Data Normalization

Thanks to Brad Tuttle, Ph.D. at University of South Carolina for this material

Relationships are inherent in data. If a system is to produce meaningful outputs, it must record not only the data but also the relevant relationships. A traditional data file system maintains relationships by physically recording related data fields adjacent to each other. Programmers code application programs to recognize these relationships. With a Database Management System (DBMS), related data are not physically adjacent. Therefore, a DBMS must be told what the relationships are. Either way, using a tradition file system or using a DBMS, someone must determine what relationships exist in the data. Typically, the accountant is in the best position to perform this task.

MSC 525: When you are finished reading this document, do the assignment at the bottom of the page.

Click here to go directly to: Assignment for MSC 525

Four possible relationships:

Relationships dictate what can and what can't be done on the system.

Computers need a way to "unlock" the data for the user. For instance, if you wanted to find the balance in a customer's account, the computer would ask you for the Customer's Account Number. The computer would use the customer's account number to locate the customer balance data. The customer account number, in this case, is call a Primary Key.

The relationship between the primary key and the data is always anything-to-one. That is, one-to-one or many-to-one but never one-to-many or many-to-many. Otherwise, the computer could not locate the exact piece of data you are looking for because it would point to "many" data items rather than one.

Relationships are defined to the computer in something called a schema. The word schema means "map," "outline," or "plan." In other words, the schema shows the plan for the data and their relationships.
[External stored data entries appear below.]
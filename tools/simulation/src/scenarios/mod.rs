//! Scenario simulation modules
//!
//! Each scenario drives a vault through a stress pattern and checks that
//! the ledger still reconciles afterwards.

pub mod interest_drift;
pub mod liquidation_cascade;

use serde::{Deserialize, Serialize};

/// Result of a scenario run.
#[derive(Debug, Clone, PartialEq, Serialize, Deserialize)]
pub struct ScenarioResult {
    pub name: String,
    pub steps_run: u64,
    pub positions_opened: u64,
    pub liquidations_executed: u64,
    pub events_emitted: usize,
    pub passed: bool,
    pub details: String,
}
//! Liquidation monitor orchestrator
//!
//! Scans every position in a vault, bands its health, emits risk events,
//! and sizes liquidation candidates. Can also execute liquidations for the
//! candidates it found.

use serde::{Deserialize, Serialize};
use tracing::{debug, info, warn};
use types::ids::AccountId;
use types::numeric::Amount;
use vault::errors::VaultError;
use vault::ledger::SystemTotals;
use vault::valuation;
use vault::vault::Vault;

use crate::errors::MonitorError;
use crate::events::{self, RiskEvent};
use crate::health::{self, HealthBands, HealthLevel};

/// Liquidation monitor configuration
#[derive(Debug, Clone, PartialEq, Serialize, Deserialize)]
#[serde(default)]
pub struct MonitorConfig {
    pub bands: HealthBands,
    /// Milliseconds between scans in the service loop
    pub scan_interval_ms: u64,
    /// Candidates kept per scan, worst first
    pub max_candidates: usize,
}

impl Default for MonitorConfig {
    fn default() -> Self {
        Self {
            bands: HealthBands::default(),
            scan_interval_ms: 1_000,
            max_candidates: 100,
        }
    }
}

/// A liquidatable position and the largest repayment that fits its collateral
#[derive(Debug, Clone, Copy, PartialEq, Eq, Serialize, Deserialize)]
pub struct LiquidationCandidate {
    pub account: AccountId,
    pub health_factor: u128,
    pub collateral: Amount,
    pub debt: Amount,
    pub max_debt_to_cover: Amount,
}

/// Result of one pass over the vault
#[derive(Debug, Clone, PartialEq, Serialize, Deserialize)]
pub struct ScanReport {
    pub scanned_at: u64,
    pub positions_scanned: usize,
    pub warnings: usize,
    pub dangers: usize,
    /// Worst health factor first
    pub candidates: Vec<LiquidationCandidate>,
    pub events: Vec<RiskEvent>,
    pub totals: SystemTotals,
}

/// Outcome of executing liquidations for a batch of candidates
#[derive(Debug, Clone, Default, PartialEq, Serialize, Deserialize)]
pub struct LiquidationSummary {
    pub executed: usize,
    pub failed: usize,
    pub debt_repaid: Amount,
    pub collateral_seized: Amount,
}

#[derive(Debug, Clone, Default)]
pub struct LiquidationMonitor {
    config: MonitorConfig,
}

impl LiquidationMonitor {
    pub fn new() -> Self {
        Self::default()
    }

    pub fn with_config(config: MonitorConfig) -> Self {
        Self { config }
    }

    pub fn config(&self) -> &MonitorConfig {
        &self.config
    }

    /// Evaluate every position at `now`. Fails as a whole if the vault
    /// cannot value a position (e.g. oracle outage).
    pub fn scan(&self, vault: &Vault, now: u64) -> Result<ScanReport, MonitorError> {
        let precision = vault.config().precision;
        let timestamp = i64::try_from(now).unwrap_or(i64::MAX);
        let mut report = ScanReport {
            scanned_at: now,
            positions_scanned: 0,
            warnings: 0,
            dangers: 0,
            candidates: Vec::new(),
            events: Vec::new(),
            totals: vault.totals(),
        };

        for account in vault.accounts() {
            report.positions_scanned += 1;
            let view = vault.get_position(&account, now)?;
            if view.debt.is_zero() {
                continue;
            }

            let liquidatable = valuation::is_liquidatable(view.health_factor, vault.config());
            let ratio = health::health_ratio(view.health_factor, precision);
            let level = health::health_status(liquidatable, ratio, &self.config.bands);
            let max_debt_to_cover = if liquidatable {
                vault.get_max_liquidatable_debt(&account, now)?
            } else {
                Amount::ZERO
            };

            match level {
                HealthLevel::Healthy => {}
                HealthLevel::Warning => report.warnings += 1,
                HealthLevel::Danger => report.dangers += 1,
                HealthLevel::Liquidatable => report.candidates.push(LiquidationCandidate {
                    account,
                    health_factor: view.health_factor,
                    collateral: view.collateral,
                    debt: view.debt,
                    max_debt_to_cover,
                }),
            }
            report.events.extend(events::events_for_health(
                account,
                level,
                ratio,
                view.collateral,
                view.debt,
                max_debt_to_cover,
                timestamp,
            ));
        }

        report
            .candidates
            .sort_by_key(|candidate| (candidate.health_factor, candidate.account));
        report.candidates.truncate(self.config.max_candidates);

        debug!(
            scanned = report.positions_scanned,
            warnings = report.warnings,
            dangers = report.dangers,
            candidates = report.candidates.len(),
            "scan complete"
        );
        Ok(report)
    }

    /// Liquidate each candidate for its sized maximum. Candidates that are
    /// no longer liquidatable or fail for any other reason are skipped.
    pub fn liquidate_candidates(
        &self,
        vault: &mut Vault,
        liquidator: AccountId,
        candidates: &[LiquidationCandidate],
        now: u64,
    ) -> LiquidationSummary {
        let mut summary = LiquidationSummary::default();
        for candidate in candidates {
            let outcome = vault
                .get_max_liquidatable_debt(&candidate.account, now)
                .and_then(|cover| {
                    if cover.is_zero() {
                        return Err(VaultError::NotLiquidatable {
                            health_factor: candidate.health_factor,
                        });
                    }
                    let before = vault.position(&candidate.account);
                    vault.liquidate(liquidator, candidate.account, cover, now)?;
                    Ok((before, vault.position(&candidate.account), cover))
                });

            match outcome {
                Ok((before, after, cover)) => {
                    summary.executed += 1;
                    summary.debt_repaid = summary.debt_repaid.saturating_add(cover);
                    let seized = before.collateral.saturating_sub(after.collateral);
                    summary.collateral_seized = summary.collateral_seized.saturating_add(seized);
                }
                Err(e) => {
                    summary.failed += 1;
                    warn!(account = %candidate.account, error = %e, "liquidation skipped");
                }
            }
        }
        if summary.executed > 0 {
            info!(
                executed = summary.executed,
                failed = summary.failed,
                debt_repaid = %summary.debt_repaid,
                collateral_seized = %summary.collateral_seized,
                "liquidation batch complete"
            );
        }
        summary
    }
}

#[cfg(test)]
mod tests {
    use super::*;
    use crate::events::RiskEventType;
    use std::sync::Arc;
    use types::ids::AssetId;
    use types::numeric::Price;
    use vault::config::VaultConfig;
    use vault::oracle::StaticPriceOracle;
    use vault::reporter::RecordingAggregator;

    const T0: u64 = 1_700_000_000;

    fn usd_cents(cents: u128) -> Price {
        Price::new(cents * 1_000_000)
    }

    fn setup_vault() -> (Vault, Arc<StaticPriceOracle>) {
        let oracle = Arc::new(StaticPriceOracle::with_price(AssetId::new("WETH"), usd_cents(150)));
        let mut vault = Vault::new(
            VaultConfig::default(),
            AccountId::new(),
            oracle.clone(),
            Arc::new(RecordingAggregator::new()),
        )
        .unwrap();
        vault.fund_reserve(Amount::new(1_000_000)).unwrap();
        (vault, oracle)
    }

    fn open(vault: &mut Vault, collateral: u128, debt: u128) -> AccountId {
        let user = AccountId::new();
        vault.deposit(user, Amount::new(collateral), T0).unwrap();
        if debt > 0 {
            vault.borrow(user, Amount::new(debt), T0).unwrap();
        }
        user
    }

    #[test]
    fn test_scan_bands_positions() {
        let (mut vault, oracle) = setup_vault();
        let idle = open(&mut vault, 1000, 0);
        let safe = open(&mut vault, 3000, 1000);
        let thin = open(&mut vault, 1140, 1000);
        oracle.set_price(AssetId::new("WETH"), usd_cents(100));

        let report = LiquidationMonitor::new().scan(&vault, T0).unwrap();
        assert_eq!(report.positions_scanned, 3);
        // safe: 3000 / 1000 = 300% -> hf 2.5, healthy
        assert_eq!(report.warnings, 0);
        assert_eq!(report.candidates.len(), 1);
        let candidate = report.candidates[0];
        assert_eq!(candidate.account, thin);
        assert_eq!(candidate.health_factor, 95);
        assert_eq!(candidate.max_debt_to_cover, Amount::new(1000));
        assert!(report.events.iter().all(|e| e.account_id != Some(idle)));
        assert!(report.events.iter().all(|e| e.account_id != Some(safe)));
        assert!(matches!(
            report.events[0].event_type,
            RiskEventType::LiquidationCandidate { .. }
        ));
    }

    #[test]
    fn test_scan_warning_and_danger() {
        let (mut vault, oracle) = setup_vault();
        // At $1: 1560 / 1000 -> hf 1.30 (warning), 1250 / 1000 -> hf 1.04 (danger)
        open(&mut vault, 1560, 1000);
        open(&mut vault, 1250, 1000);
        oracle.set_price(AssetId::new("WETH"), usd_cents(100));
        let report = LiquidationMonitor::new().scan(&vault, T0).unwrap();
        assert_eq!(report.warnings, 1);
        assert_eq!(report.dangers, 1);
        assert!(report.candidates.is_empty());
        assert_eq!(report.events.len(), 2);
    }

    #[test]
    fn test_candidates_sorted_and_truncated() {
        let (mut vault, oracle) = setup_vault();
        let mild = open(&mut vault, 1400, 900);
        let severe = open(&mut vault, 1200, 1000);
        oracle.set_price(AssetId::new("WETH"), usd_cents(75));

        let monitor = LiquidationMonitor::with_config(MonitorConfig {
            max_candidates: 1,
            ..Default::default()
        });
        let report = monitor.scan(&vault, T0).unwrap();
        assert_eq!(report.candidates.len(), 1);
        assert_eq!(report.candidates[0].account, severe);
        assert_ne!(report.candidates[0].account, mild);
    }

    #[test]
    fn test_scan_fails_on_oracle_outage() {
        let (mut vault, oracle) = setup_vault();
        open(&mut vault, 1140, 1000);
        oracle.remove_price(&AssetId::new("WETH"));
        let err = LiquidationMonitor::new().scan(&vault, T0).unwrap_err();
        assert!(matches!(err, MonitorError::Vault(VaultError::Oracle(_))));
    }

    #[test]
    fn test_liquidate_candidates() {
        let (mut vault, oracle) = setup_vault();
        let thin = open(&mut vault, 1140, 1000);
        oracle.set_price(AssetId::new("WETH"), usd_cents(100));

        let monitor = LiquidationMonitor::new();
        let report = monitor.scan(&vault, T0).unwrap();
        let keeper = AccountId::new();
        let summary = monitor.liquidate_candidates(&mut vault, keeper, &report.candidates, T0);

        assert_eq!(summary.executed, 1);
        assert_eq!(summary.failed, 0);
        assert_eq!(summary.debt_repaid, Amount::new(1000));
        assert_eq!(summary.collateral_seized, Amount::new(1100));
        assert_eq!(vault.position(&thin).collateral, Amount::new(40));
        assert!(vault.position(&thin).debt.is_zero());

        // A second pass finds nothing to do
        let summary = monitor.liquidate_candidates(&mut vault, keeper, &report.candidates, T0);
        assert_eq!(summary.executed, 0);
        assert_eq!(summary.failed, 1);
    }

    #[test]
    fn test_monitor_config_from_json() {
        let config: MonitorConfig =
            serde_json::from_str(r#"{"scan_interval_ms": 250}"#).unwrap();
        assert_eq!(config.scan_interval_ms, 250);
        assert_eq!(config.max_candidates, 100);
        assert_eq!(config.bands, HealthBands::default());
    }
}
When defining the schema, it is necessary to normalize the data or you will not be able to retrieve data from the computer after you put it in. Accountants generally find that to be frustrating. Normalization is a structured process for organizing data into tables in such a way that it preserves the relationships among the data. There are several levels of normalization, the first three of which are most commonly used and which prevent most problems from occuring.

First Normal Form

The objective of first normal form is to ensure that every cell in the table means only one thing and that it contains only one value. This follows a basic concept of the relational approach that a table has a fixed number of columns, but that the number of rows is limited only by the physical storage of the computer system. Consider the following data in "unnormal" form:

PNUM

TYPE

MATERIAL

DIAM,WGT

CNUM

CNAME

743 NUT ALUMINUM 10,5 E200 ERGO
763 WASHER STEEL 5,5 M300,A100,Z400 MELLO,ATLAS,ZEUS

This data is in unnormal form because it violates the rules of first normal form. Look at the column titled, "DIAM,WGT." This column contains two meanings: diameter and weight. Because they are in the same column, it is impossible for the computer to locate a part with a diameter of 10 because the computer considers the table cell to be a single value (i.e., 10,5 not just 5). Also, look at the CNAME column. Even though the column has just one meaning (company name of the supplier for the part), one cell has three values. The following table, corrects these problems and is in first normal form:

PNUM

TYPE

MATERIAL

DIAM

WGT

CNUM

CNAME

743 NUT ALUMINUM 10 5 E200 ERGO
763 WASHER STEEL 5 5 M300 MELLO
763 WASHER STEEL 5 5 A100 ATLAS
763 WASHER STEEL 5 5 Z400 ZEUS

In the above table, every column means only one thing and every cell only has one value--that's first normal form.


Second Normal Form

The objective of second normal form is to eliminate redundant data. Significant problems associated with inconsistent data arise when data is repeated inside a computer. For instance, if PNUM 763 were to change its material from steel to aluminum, three records require updating rather than just one. If not all records are updated to reflect the new material, inconsistencies would result.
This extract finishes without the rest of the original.